I nemici più irriducibili della democrazia occidentale sono proprio al suo interno. È la debolezza e la forza di una civiltà che non ha paura di chi la contesta. Cosa accade se i liberali mettono sotto chiave la libertà offrendo come merce di scambio una sicurezza che non sono neppure in grado di garantire? Cosa succede se i democratici non si fidano più delle scelte di chi vota? Cosa capita se il «sogno americano» svanisce, perché diventa impossibile l'impresa di partire dal basso per puntare in alto? Che società aperta è quella dove il demone più diffuso è la paura? Che avviene se gli ateniesi tifano per Sparta? La democrazia occidentale non piace agli uomini di affari, ai maghi della finanza, ai padroni della rete, ai maestri del pensiero, ai qualunquisti e ai puritani, indispettisce filosofi e scienziati e magari sta sul cavolo perfino al popolo.
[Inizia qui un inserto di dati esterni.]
//! Hardware seams: LED output lines, the press-button intake, and
//! priority-pinned task spawning.

pub mod button;
pub mod led;
pub mod task_pin;
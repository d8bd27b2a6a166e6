//! Core-pinned thread spawning for the ESP32 dual-core.
//!
//! Wraps `esp_pthread_set_cfg()` so that `std::thread::spawn` creates a
//! FreeRTOS task pinned to a specific CPU core with explicit priority
//! and stack size.  On non-ESP targets, falls back to a plain thread
//! spawn (host threads have no FreeRTOS priority; the simulation tests
//! rely on timing margins instead of preemption order).
//!
//! # ESP-IDF Threading Model
//!
//! ESP-IDF implements `std::thread` via pthreads, which are thin wrappers
//! around FreeRTOS tasks — `thread::sleep` is `vTaskDelay`, and the
//! pthread priority is the FreeRTOS fixed priority that decides who
//! preempts whom.  `esp_pthread_set_cfg()` sets thread-local
//! configuration that applies to the *next* `pthread_create()` call from
//! the calling thread, so the config→spawn pair must not be interleaved
//! with other thread creation on the same thread.

use std::thread::JoinHandle;

use crate::error::Error;
use crate::Result;

/// CPU core identifiers for the ESP32 dual-core.
#[derive(Debug, Clone, Copy, PartialEq, Eq)]
#[repr(i32)]
pub enum Core {
    /// Core 0 (PRO_CPU) — protocol stacks and the GPIO ISR service.
    Pro = 0,
    /// Core 1 (APP_CPU) — application tasks.
    App = 1,
}

/// Spawn a thread pinned to a specific core with explicit priority and
/// stack.  The `name` parameter must be a null-terminated string
/// (e.g. `"ack\0"`).
#[cfg(target_os = "espidf")]
pub fn spawn_on_core(
    core: Core,
    priority: u8,
    stack_kb: usize,
    name: &'static str,
    f: impl FnOnce() + Send + 'static,
) -> Result<JoinHandle<()>> {
    // SAFETY: esp_pthread_set_cfg only writes thread-local spawn
    // configuration; the struct is fully initialised from the default
    // config before the overrides.
    unsafe {
        let mut cfg = esp_idf_sys::esp_create_default_pthread_config();
        cfg.pin_to_core = core as i32;
        cfg.prio = priority as i32;
        cfg.stack_size = (stack_kb * 1024) as i32;
        cfg.thread_name = name.as_ptr() as *const _;
        let ret = esp_idf_sys::esp_pthread_set_cfg(&cfg);
        if ret != esp_idf_sys::ESP_OK as i32 {
            return Err(Error::TaskSpawn { name });
        }
    }

    let display_name = name.trim_end_matches('\0');
    log::info!(
        "Spawning '{}' on {:?} (pri={}, stack={}KB)",
        display_name,
        core,
        priority,
        stack_kb
    );

    std::thread::Builder::new()
        .name(display_name.into())
        .spawn(f)
        .map_err(|_| Error::TaskSpawn { name })
}

/// Simulation fallback — ignores core affinity and priority.
#[cfg(not(target_os = "espidf"))]
pub fn spawn_on_core(
    _core: Core,
    _priority: u8,
    stack_kb: usize,
    name: &'static str,
    f: impl FnOnce() + Send + 'static,
) -> Result<JoinHandle<()>> {
    let display_name = name.trim_end_matches('\0');
    log::info!(
        "Spawning '{}' (sim, no core pinning, stack={}KB)",
        display_name,
        stack_kb
    );

    std::thread::Builder::new()
        .name(display_name.into())
        .stack_size(stack_kb * 1024)
        .spawn(f)
        .map_err(|_| Error::TaskSpawn { name })
}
Ti chiedi quanti siano in fondo davvero innamorati di questa benedetta liberal democrazia e se c'è ancora qualcuno in giro disposto a non barattare un grammo di sicurezza per un chilo di libertà. Tutto questo avviene mentre il capitalismo vive una metamorfosi che rischia di frantumare i suoi principi vitali. È come se il capitalismo finanziario e globale avesse spostato il proprio asse culturale. Non ci sono più i diritti individuali al centro.

È una frattura profonda tra il modello di produzione e la sua civiltà. È come se la globalizzazione del capitalismo avesse deviato il suo corso verso Oriente, rinnegando i suoi principi. E il sipario piano piano scende giù.